Podes falar-me um pouco sobre como foi o processo de gravação?

Curiosamente este disco não começou a ser pensado para este suporte. As primeiras ideias apareceram quando surgiu a oportunidade de tocar no MadeiraDIG 2020, que acabou por ser cancelado devido à pandemia. Depois de quase um ano a trabalhar neste projecto achei que merecia ser reestruturado para formato disco, e propus o lançamento ao CCA. Inicialmente era uma colecção de elementos sonoros e visuais que seriam manipulados em direto para estimular pareidolias ao público. Elementos como ilusões auditivas, maioritariamente descobertas por Diana Deutsch durante os anos 80, e algumas visuais para que ao público fosse oferecida a oportunidade de traçar uma ponte entre o visual e o sonoro e deste modo retirar experiências muito pessoais. Após o cancelamento fui obrigado a adaptar-me e decidi, com muitos dos mesmos elementos, criar uma narrativa com uma lógica altamente pessoal a partir do mesmo conceito. Também incluí muitos elementos para representar várias teorias da conspiração, falácias, e conceitos negacionistas. Continua a ser um jogo de percepções, um pouco binaural, e com alguns princípios psicoacústicos, mas resultou mais numa libertação espiritual que propriamente no ensaio prático/experiência cognitiva que tinha planeado a priori.
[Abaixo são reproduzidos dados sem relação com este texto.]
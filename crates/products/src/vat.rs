//! VAT percentage value object.

use core::fmt;

use rust_decimal::Decimal;
use serde::{Deserialize, Serialize};

use facturas_core::{DecimalError, DecimalInput, ValueObject, check_bounds, parse_decimal, to_scale};

pub const VAT_MAX_DIGITS: u32 = 5;
pub const VAT_DECIMAL_PLACES: u32 = 2;

/// Default VAT percentage applied when neither the line nor the product sets one.
pub const DEFAULT_VAT: VatRate = VatRate(Decimal::from_parts(1900, 0, 0, false, 2));

/// VAT percentage (e.g. `19.00` means 19 %), two decimals of precision.
#[derive(Debug, Copy, Clone, PartialEq, Eq, Hash, PartialOrd, Ord, Serialize, Deserialize)]
#[serde(transparent)]
pub struct VatRate(Decimal);

impl VatRate {
    pub fn new(percentage: Decimal) -> Result<Self, DecimalError> {
        if percentage.is_sign_negative() && !percentage.is_zero() {
            return Err(DecimalError::Negative);
        }
        check_bounds(percentage, VAT_MAX_DIGITS, VAT_DECIMAL_PLACES)?;
        Ok(Self(to_scale(percentage, VAT_DECIMAL_PLACES)))
    }

    pub fn parse(input: &DecimalInput) -> Result<Self, DecimalError> {
        let value = parse_decimal(input, VAT_MAX_DIGITS, VAT_DECIMAL_PLACES)?;
        Self::new(value)
    }

    pub fn percentage(&self) -> Decimal {
        self.0
    }

    /// The rate as a fraction (`19.00` → `0.19`).
    pub fn as_fraction(&self) -> Decimal {
        self.0 / Decimal::ONE_HUNDRED
    }
}

impl Default for VatRate {
    fn default() -> Self {
        DEFAULT_VAT
    }
}

impl fmt::Display for VatRate {
    fn fmt(&self, f: &mut fmt::Formatter<'_>) -> fmt::Result {
        fmt::Display::fmt(&self.0, f)
    }
}

impl ValueObject for VatRate {}

#[cfg(test)]
mod tests {
    use super::*;

    #[test]
    fn default_vat_is_nineteen_percent() {
        assert_eq!(DEFAULT_VAT.to_string(), "19.00");
        assert_eq!(DEFAULT_VAT.as_fraction(), Decimal::new(19, 2));
    }

    #[test]
    fn parse_pads_to_two_decimals() {
        let vat = VatRate::parse(&DecimalInput::from("5")).unwrap();
        assert_eq!(vat.to_string(), "5.00");
    }

    #[test]
    fn rejects_negative_and_oversized_rates() {
        assert!(VatRate::parse(&DecimalInput::from("-1")).is_err());
        assert!(VatRate::parse(&DecimalInput::from("1000")).is_err());
        assert!(VatRate::parse(&DecimalInput::from("19.005")).is_err());
        assert!(VatRate::parse(&DecimalInput::from("0")).is_ok());
    }
}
O que mudou, criativa e pessoalmente, desde o Sonified Notations?

Trabalhar neste disco foi muito terapêutico. Eu acredito piamente que o mal da humanidade é ser demasiado estúpida para a inteligência que tem e desde há muitos anos que tento abordar este tipo de questões. Ainda que a metodologia utilizada não seja onde eu me sinto mais desafiado, cheguei a um ponto de saturação em que havia demasiadas coisas que eu tinha que vomitar cá para fora, e foi esta a estrutura e método que encontrei para narrar a minha investigação neste campo. É verdade que ao traçarmos uma linha temática nos meus trabalhos podemos seguir uma lógica em que depois do Sonified Notations a evolução do estudo sobre perspectivas tenta ir, de um modo nuclear, em busca da distorção da verdade. Mas normalmente sinto-me mais estimulado na procura de novas formas de conversões, e de sonificações. Este disco foi um equilíbrio interno de racionalizar um tema e expulsá-lo com sentimento. Houve muita improvisação, muitos critérios com lançamentos de dados, mas tudo com vários pilares que eu sabia que não podia agitar. Eu gosto de me impor regras não só para não divagar, como também para me limitar e espicaçar ideias.

Como vais ajustar o lançamento do disco ao contexto pandémico?
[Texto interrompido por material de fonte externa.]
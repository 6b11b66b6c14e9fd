//! Application-level orchestration.
//!
//! `InvoicingService` runs each operation as one store transaction:
//!
//! ```text
//! load (tenant-scoped) → validate/admit → persist → recompute totals → commit
//! ```
//!
//! Any error inside the transaction discards every write made by it. Totals
//! are recomputed inside the same transaction as the line item mutation that
//! invalidated them. No operation is retried.

use chrono::Utc;
use thiserror::Error;
use tracing::{info, instrument, warn};

use facturas_core::{CompanyId, DomainError};
use facturas_invoicing::{
    AdmissionError, CreationError, Invoice, InvoiceChanges, InvoiceDraft, InvoiceId,
    InvoiceTotals, ItemError, LineItem, LineItemChanges, LineItemDraft, LineItemId, admit_items,
    admit_line_item, calculate_totals, open_invoice, revise_line_item,
};
use facturas_parties::{Client, ClientChanges, ClientId, Company, NewClient, NewCompany};
use facturas_products::{NewProduct, Product, ProductChanges, ProductId};

use crate::store::{InvoicingStore, StoreError, StoreTx};

#[derive(Debug, Error, Clone, PartialEq, Eq)]
pub enum ServiceError {
    /// Malformed or inconsistent request; nothing was written.
    #[error("validation failed: {0}")]
    Validation(String),

    /// One or more items of a batch failed admission; nothing was written.
    #[error("{} item(s) rejected", .0.len())]
    ItemsRejected(Vec<ItemError>),

    #[error("not found")]
    NotFound,

    /// A delete would orphan referencing records, or a reference is dangling.
    #[error("referential integrity: {0}")]
    ReferentialIntegrity(String),

    #[error("invariant violated: {0}")]
    InvariantViolation(String),

    #[error("unauthorized")]
    Unauthorized,

    #[error("store error: {0}")]
    Store(String),
}

impl From<StoreError> for ServiceError {
    fn from(value: StoreError) -> Self {
        match value {
            StoreError::NotFound => ServiceError::NotFound,
            StoreError::ReferentialIntegrity(msg) => ServiceError::ReferentialIntegrity(msg),
            other => ServiceError::Store(other.to_string()),
        }
    }
}
use std::sync::Arc;

use facturas_infra::{InMemoryStore, InvoicingService};

/// Services shared by every handler.
pub type AppServices = InvoicingService<Arc<InMemoryStore>>;

pub fn build_services() -> AppServices {
    InvoicingService::new(Arc::new(InMemoryStore::new()))
}
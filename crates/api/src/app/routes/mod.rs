use axum::{Router, routing::get};

pub mod admin;
pub mod clients;
pub mod common;
pub mod companies;
pub mod invoices;
pub mod products;
pub mod system;

/// Router for all authenticated (company-scoped) endpoints.
pub fn router() -> Router {
    Router::new()
        .route("/whoami", get(system::whoami))
        .route(
            "/company",
            get(companies::current_company).delete(companies::delete_company),
        )
        .nest("/clients", clients::router())
        .nest("/products", products::router())
        .nest("/invoices", invoices::router())
        .nest("/admin", admin::router())
}
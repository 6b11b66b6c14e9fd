//! `facturas-core`: domain foundation building blocks.
//!
//! This crate contains **pure domain** primitives (no infrastructure concerns):
//! identifiers, the domain error model, and exact-decimal money helpers.

pub mod entity;
pub mod error;
pub mod id;
pub mod money;
pub mod value_object;

pub use entity::{Entity, TenantOwned};
pub use error::{DomainError, DomainResult};
pub use id::{CompanyId, EntityId};
pub use money::{
    DecimalError, DecimalInput, MONEY_SCALE, check_bounds, parse_decimal, parse_non_negative,
    to_money_scale, to_scale,
};
pub use value_object::ValueObject;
Esta ideia começou cerca de dois meses antes do primeiro confinamento de 2020, quando ainda sentia que esse ano seria muito forte. De facto, foi, mas não do modo que poderíamos prever. Se falam em termos do lançamento per se, isso já aconteceu. Era para ter sido lançado, mas tem sido constantemente adiado para coincidir com uma época mais realista de apresentá-lo ao vivo. E até a própria existência deste disco já é um ajuste ao contexto pandémico, posto que originalmente era para ter sido uma actuação que foi cancelada pelo senhor Covid. É triste, mas o Corona dá e tira. Por coincidência, e de um modo muito poético, aconteceu a pandemia. De modo que, conceptualmente, não teve que existir grande esforço da minha parte para ajustá-lo ao panorama actual. Tudo o que se passou desde então é uma mina de ouro de justificações teóricas para aquilo que estou a tentar demonstrar no disco. E a narrativa alinhou-se por si própria.